Both Apalachicola Mayor Kevin Begos and Carrabelle Mayor Brenda La Paz offered extended remarks.

Begos spoke of the improved shape of the city’s finances, including exponential growth in the city’s general fund, now at close to $2 million, as well as revenues available to the Community Redevelopment Agency, now at about $267,000.

He spoke of efforts to secure state grants and other help for improving the city’s aging stormwater system, as well as to fully meet the needs of its water and sewer plant, now largely governed by the terms of a consent order the city has with the Department of Environmental Protection.

He also shared a list of concerns from City Commissioner Adriane Elliott, who raised the issue of monies lost in state and local sales taxes by online revenue operation. Her list also included concern about the state’s decision to strip municipalities of their authority to regulate short-term rentals.

“Affordable housing is still a huge issue for us,” said Begos, noting that the city owns 70 single family lots and 100 acres of land out by the airport.
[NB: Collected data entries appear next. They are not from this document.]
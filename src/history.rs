//! Bounded linear undo/redo timeline.
//!
//! Every snapshot is fully self-contained: the canvas dimensions plus the
//! layer list with each bitmap/mask run through the surface codec, so no
//! snapshot ever aliases live editing state. Pushing past the cap evicts
//! the oldest entry; pushing while undone discards the redo tail.

use crate::{
    codec::{EncodedImage, SurfaceCodec},
    error::{StrataError, StrataResult},
    geom::{CanvasSize, LayerTransform},
    layer::{BlendMode, ColorFilter, Layer, LayerContent, LayerId, ShapeSpec, TextSpec},
};

pub const HISTORY_CAP: usize = 40;

#[derive(Clone, Debug, serde::Serialize, serde::Deserialize)]
pub struct Snapshot {
    canvas: CanvasSize,
    layers: Vec<LayerRecord>,
}

#[derive(Clone, Debug, serde::Serialize, serde::Deserialize)]
struct LayerRecord {
    id: LayerId,
    name: String,
    visible: bool,
    opacity: f32,
    blend: BlendMode,
    transform: LayerTransform,
    filter: ColorFilter,
    content: ContentRecord,
}

#[derive(Clone, Debug, serde::Serialize, serde::Deserialize)]
enum ContentRecord {
    Raster {
        bitmap: EncodedImage,
        mask: Option<EncodedImage>,
        painted: bool,
    },
    Shape(ShapeSpec),
    Text(TextSpec),
}

#[derive(Default)]
pub struct History {
    snapshots: Vec<Snapshot>,
    /// Position of the snapshot matching the live state; `None` until the
    /// first push.
    index: Option<usize>,
}

impl History {
    pub fn new() -> Self {
        Self::default()
    }

    pub fn len(&self) -> usize {
        self.snapshots.len()
    }

    pub fn is_empty(&self) -> bool {
        self.snapshots.is_empty()
    }

    pub fn index(&self) -> Option<usize> {
        self.index
    }

    pub fn can_undo(&self) -> bool {
        self.index.is_some_and(|i| i > 0)
    }

    pub fn can_redo(&self) -> bool {
        self.index
            .is_some_and(|i| i + 1 < self.snapshots.len())
    }

    /// Record the document state. Truncates the redo tail, appends, evicts
    /// the oldest entry past the cap.
    pub fn push(
        &mut self,
        canvas: CanvasSize,
        layers: &[Layer],
        codec: &dyn SurfaceCodec,
    ) -> StrataResult<()> {
        let snapshot = encode_snapshot(canvas, layers, codec)?;
        if let Some(i) = self.index {
            self.snapshots.truncate(i + 1);
        }
        self.snapshots.push(snapshot);
        if self.snapshots.len() > HISTORY_CAP {
            let excess = self.snapshots.len() - HISTORY_CAP;
            self.snapshots.drain(0..excess);
        }
        self.index = Some(self.snapshots.len() - 1);
        tracing::debug!(
            entries = self.snapshots.len(),
            "history snapshot recorded"
        );
        Ok(())
    }

    /// Step back and decode that snapshot. `Ok(None)` at the start of the
    /// timeline. A decode failure leaves the position and live state
    /// untouched.
    pub fn undo(
        &mut self,
        codec: &dyn SurfaceCodec,
    ) -> StrataResult<Option<(CanvasSize, Vec<Layer>)>> {
        let Some(i) = self.index.filter(|&i| i > 0) else {
            return Ok(None);
        };
        let layers = decode_snapshot(&self.snapshots[i - 1], codec)?;
        self.index = Some(i - 1);
        Ok(Some((self.snapshots[i - 1].canvas, layers)))
    }

    /// Step forward; mirror of [`undo`](Self::undo).
    pub fn redo(
        &mut self,
        codec: &dyn SurfaceCodec,
    ) -> StrataResult<Option<(CanvasSize, Vec<Layer>)>> {
        let Some(i) = self.index.filter(|&i| i + 1 < self.snapshots.len()) else {
            return Ok(None);
        };
        let layers = decode_snapshot(&self.snapshots[i + 1], codec)?;
        self.index = Some(i + 1);
        Ok(Some((self.snapshots[i + 1].canvas, layers)))
    }

    #[cfg(test)]
    fn corrupt_entry(&mut self, at: usize) {
        if let Some(snap) = self.snapshots.get_mut(at) {
            for record in &mut snap.layers {
                if let ContentRecord::Raster { bitmap, .. } = &mut record.content {
                    bitmap.bytes.clear();
                }
            }
        }
    }
}

fn encode_snapshot(
    canvas: CanvasSize,
    layers: &[Layer],
    codec: &dyn SurfaceCodec,
) -> StrataResult<Snapshot> {
    let mut records = Vec::with_capacity(layers.len());
    for layer in layers {
        let content = match &layer.content {
            LayerContent::Raster {
                bitmap,
                mask,
                painted,
            } => ContentRecord::Raster {
                bitmap: codec.encode_surface(bitmap)?,
                mask: mask.as_ref().map(|m| codec.encode_mask(m)).transpose()?,
                painted: *painted,
            },
            LayerContent::Shape(spec) => ContentRecord::Shape(spec.clone()),
            LayerContent::Text(spec) => ContentRecord::Text(spec.clone()),
        };
        records.push(LayerRecord {
            id: layer.id,
            name: layer.name.clone(),
            visible: layer.visible,
            opacity: layer.opacity,
            blend: layer.blend,
            transform: layer.transform,
            filter: layer.filter,
            content,
        });
    }
    Ok(Snapshot {
        canvas,
        layers: records,
    })
}

fn decode_snapshot(snapshot: &Snapshot, codec: &dyn SurfaceCodec) -> StrataResult<Vec<Layer>> {
    let mut layers = Vec::with_capacity(snapshot.layers.len());
    for record in &snapshot.layers {
        let content = match &record.content {
            ContentRecord::Raster {
                bitmap,
                mask,
                painted,
            } => {
                let bitmap = codec.decode_surface(bitmap)?;
                let mask = mask.as_ref().map(|m| codec.decode_mask(m)).transpose()?;
                if let Some(mask) = &mask {
                    if mask.width() != bitmap.width() || mask.height() != bitmap.height() {
                        return Err(StrataError::snapshot(
                            "snapshot mask dimensions do not match its bitmap",
                        ));
                    }
                }
                LayerContent::Raster {
                    bitmap,
                    mask,
                    painted: *painted,
                }
            }
            ContentRecord::Shape(spec) => LayerContent::Shape(spec.clone()),
            ContentRecord::Text(spec) => LayerContent::Text(spec.clone()),
        };
        layers.push(Layer {
            id: record.id,
            name: record.name.clone(),
            visible: record.visible,
            opacity: record.opacity,
            blend: record.blend,
            transform: record.transform,
            filter: record.filter,
            content,
        });
    }
    Ok(layers)
}

#[cfg(test)]
mod tests {
    use super::*;
    use crate::{
        codec::PngCodec,
        surface::Surface,
    };

    const CANVAS: CanvasSize = CanvasSize {
        width: 64,
        height: 64,
    };

    fn raster_layers(tag: u8) -> Vec<Layer> {
        let mut bitmap = Surface::new(2, 2).unwrap();
        bitmap.fill([tag, tag, tag, 255]);
        vec![Layer::new(
            LayerId(u64::from(tag)),
            format!("layer-{tag}"),
            LayerContent::Raster {
                bitmap,
                mask: None,
                painted: false,
            },
        )]
    }

    #[test]
    fn undo_redo_roundtrip_restores_exactly() {
        let codec = PngCodec;
        let mut h = History::new();
        let s1 = raster_layers(1);
        let s2 = raster_layers(2);
        h.push(CANVAS, &s1, &codec).unwrap();
        h.push(CANVAS, &s2, &codec).unwrap();

        let (_, restored) = h.undo(&codec).unwrap().unwrap();
        assert_eq!(restored, s1);
        let (_, restored) = h.redo(&codec).unwrap().unwrap();
        assert_eq!(restored, s2);
    }

    #[test]
    fn snapshots_carry_their_canvas_dimensions() {
        let codec = PngCodec;
        let mut h = History::new();
        h.push(CANVAS, &raster_layers(1), &codec).unwrap();
        let cropped = CanvasSize {
            width: 32,
            height: 24,
        };
        h.push(cropped, &raster_layers(2), &codec).unwrap();

        let (canvas, _) = h.undo(&codec).unwrap().unwrap();
        assert_eq!(canvas, CANVAS);
        let (canvas, _) = h.redo(&codec).unwrap().unwrap();
        assert_eq!(canvas, cropped);
    }

    #[test]
    fn undo_at_start_and_redo_at_end_are_no_ops() {
        let codec = PngCodec;
        let mut h = History::new();
        assert!(h.undo(&codec).unwrap().is_none());
        h.push(CANVAS, &raster_layers(1), &codec).unwrap();
        assert!(h.undo(&codec).unwrap().is_none());
        assert!(h.redo(&codec).unwrap().is_none());
    }

    #[test]
    fn push_caps_at_40_dropping_oldest() {
        let codec = PngCodec;
        let mut h = History::new();
        for i in 0..45u8 {
            h.push(CANVAS, &raster_layers(i), &codec).unwrap();
        }
        assert_eq!(h.len(), HISTORY_CAP);
        assert_eq!(h.index(), Some(HISTORY_CAP - 1));

        // Walk back to the oldest surviving entry: number 5.
        let mut last = None;
        while let Some((_, layers)) = h.undo(&codec).unwrap() {
            last = Some(layers);
        }
        assert_eq!(last.unwrap()[0].name, "layer-5");
    }

    #[test]
    fn push_after_undo_discards_redo_tail() {
        let codec = PngCodec;
        let mut h = History::new();
        h.push(CANVAS, &raster_layers(1), &codec).unwrap();
        h.push(CANVAS, &raster_layers(2), &codec).unwrap();
        h.push(CANVAS, &raster_layers(3), &codec).unwrap();
        h.undo(&codec).unwrap().unwrap();
        h.push(CANVAS, &raster_layers(9), &codec).unwrap();
        assert!(!h.can_redo());
        assert_eq!(h.undo(&codec).unwrap().unwrap().1[0].name, "layer-2");
    }

    #[test]
    fn corrupt_snapshot_fails_without_moving_the_index() {
        let codec = PngCodec;
        let mut h = History::new();
        h.push(CANVAS, &raster_layers(1), &codec).unwrap();
        h.push(CANVAS, &raster_layers(2), &codec).unwrap();
        h.corrupt_entry(0);

        let before = h.index();
        assert!(matches!(h.undo(&codec), Err(StrataError::Snapshot(_))));
        assert_eq!(h.index(), before);
    }
}
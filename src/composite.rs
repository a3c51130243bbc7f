use crate::layer::BlendMode;

pub type PremulRgba8 = [u8; 4];

/// Composite one source pixel over a destination pixel.
///
/// Both pixels are premultiplied RGBA8. Normal mode stays in u8 fixed
/// point; the separable blend modes unpremultiply, blend per the CSS
/// compositing formulas, and re-premultiply in f32.
pub fn blend_px(dst: PremulRgba8, src: PremulRgba8, opacity: f32, mode: BlendMode) -> PremulRgba8 {
    match mode {
        BlendMode::Normal => over(dst, src, opacity),
        _ => blended_over(dst, src, opacity, mode),
    }
}

pub fn over(dst: PremulRgba8, src: PremulRgba8, opacity: f32) -> PremulRgba8 {
    let opacity = opacity.clamp(0.0, 1.0);
    if opacity <= 0.0 || src[3] == 0 {
        return dst;
    }

    let op = ((opacity * 255.0).round() as i32).clamp(0, 255) as u16;
    let sa = mul_div255(u16::from(src[3]), op);
    if sa == 0 {
        return dst;
    }

    let inv = 255u16 - u16::from(sa);

    let mut out = [0u8; 4];
    out[3] = u8::saturating_add(sa, mul_div255(u16::from(dst[3]), inv));
    for i in 0..3 {
        let sc = mul_div255(u16::from(src[i]), op);
        let dc = mul_div255(u16::from(dst[i]), inv);
        out[i] = u8::saturating_add(sc, dc);
    }
    out
}

fn blended_over(dst: PremulRgba8, src: PremulRgba8, opacity: f32, mode: BlendMode) -> PremulRgba8 {
    let opacity = opacity.clamp(0.0, 1.0);
    if opacity <= 0.0 || src[3] == 0 {
        return dst;
    }

    let sa = f32::from(src[3]) / 255.0 * opacity;
    let da = f32::from(dst[3]) / 255.0;
    let out_a = sa + da * (1.0 - sa);
    if out_a <= 0.0 {
        return [0, 0, 0, 0];
    }

    let unpremul = |px: PremulRgba8, a_raw: u8| -> [f32; 3] {
        if a_raw == 0 {
            return [0.0; 3];
        }
        let a = f32::from(a_raw);
        [
            f32::from(px[0]) / a,
            f32::from(px[1]) / a,
            f32::from(px[2]) / a,
        ]
    };
    let cs = unpremul(src, src[3]);
    let cb = unpremul(dst, dst[3]);

    let mut out = [0u8; 4];
    out[3] = ((out_a * 255.0).round()).clamp(0.0, 255.0) as u8;
    for i in 0..3 {
        let b = blend_channel(cb[i], cs[i], mode);
        // W3C compositing: Cs mixed with B(Cb,Cs) by the backdrop coverage,
        // then source-over against the backdrop color.
        let co = sa * (1.0 - da) * cs[i] + sa * da * b + (1.0 - sa) * da * cb[i];
        out[i] = ((co * 255.0).round()).clamp(0.0, 255.0) as u8;
    }
    out
}

fn blend_channel(cb: f32, cs: f32, mode: BlendMode) -> f32 {
    match mode {
        BlendMode::Normal => cs,
        BlendMode::Multiply => cb * cs,
        BlendMode::Screen => cb + cs - cb * cs,
        BlendMode::Overlay => {
            if cb <= 0.5 {
                2.0 * cb * cs
            } else {
                1.0 - 2.0 * (1.0 - cb) * (1.0 - cs)
            }
        }
        BlendMode::Darken => cb.min(cs),
        BlendMode::Lighten => cb.max(cs),
    }
}

pub fn mul_div255(x: u16, y: u16) -> u8 {
    (((u32::from(x) * u32::from(y)) + 127) / 255) as u8
}
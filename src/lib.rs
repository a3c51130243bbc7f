//! strata: a layered image compositing and editing engine.
//!
//! The crate models an editing document as an ordered stack of layers
//! (imported photos, brush scratch rasters, vector shapes, text), each with
//! its own transform, opacity, blend mode, color filter and optional raster
//! mask. A CPU compositor flattens the stack into a premultiplied RGBA
//! surface; an [`session::EditorSession`] wraps the whole thing behind a
//! pointer/keyboard event surface with bounded undo/redo.
//!
//! Everything is synchronous and single-threaded; hosts drive the session
//! from their own event loop and read pixels out of
//! [`session::EditorSession::output`].

#![forbid(unsafe_code)]

pub mod blur;
pub mod codec;
pub mod composite;
pub mod error;
pub mod export;
pub mod filter;
pub mod geom;
pub mod history;
pub mod interact;
pub mod layer;
pub mod mask;
pub mod render;
pub mod session;
pub mod shape_raster;
pub mod store;
pub mod surface;
pub mod text_raster;

pub use error::{StrataError, StrataResult};
pub use export::ExportFormat;
pub use geom::LayerTransform;
pub use history::{History, HISTORY_CAP};
pub use layer::{
    BlendMode, ColorFilter, GradientMode, Layer, LayerContent, LayerId, ShapeKind, ShapeSpec,
    TextAlign, TextBaseline, TextSpec,
};
pub use mask::MaskBrush;
pub use render::Compositor;
pub use session::{BrushSettings, CanvasSize, CutoutSettings, EditorSession, Tool, MAX_CANVAS_DIM};
pub use store::LayerStore;
pub use surface::{Mask, Rgba8, Surface};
“We have property and we’re willing to work with developers and the state,” he said.

La Paz noted the city plans to submit a request for a roadway improvement to Bay Wood Drive, a heavily used two-mile roadway, in need of paving and roadside ditches, signage and striping.

“It’s milled asphalt in poor condition due to unmanaged stormwater,” she said. “Buses must access this roadway which at times has dangerous stormwater overflow.”

The mayor also touted the city’s general aviation airport, which she said is running seven years ahead of its forecasted growth.

“The funding does not meet this accelerated growth,” La Paz, noting a waiting list of 12 to secure hangar space.

“They’re willing to build their own hangars,” she said. “Additional hangars is the key to it all.”

La Paz also raised the issue of what effect the state’s recently approved hike in the minimum wage will have on government budgets.

“The cities and counties find themselves bracing for the inevitable. More than 10 mills may be an option,” she said.

The legislators also heard from St. George island resident Brenda Karlin, who outlined her advocacy for “The Convention of States,” which she described as an effort to impose fiscal restraints the federal government, to limit its power and jurisdiction, and to impose term limits.

One aspect of their advocacy, she said, would curtail local governments’ ability to “shut down the private sector for any reason,” including empowering them “to override any national mask or vaccine requirement.”

She said she also supports a change to how electors vote in the presidential election, giving their vote to the candidate who wins the most counties. “This prevents the state from being dominated by urban areas in presidential elections,” Karlin said.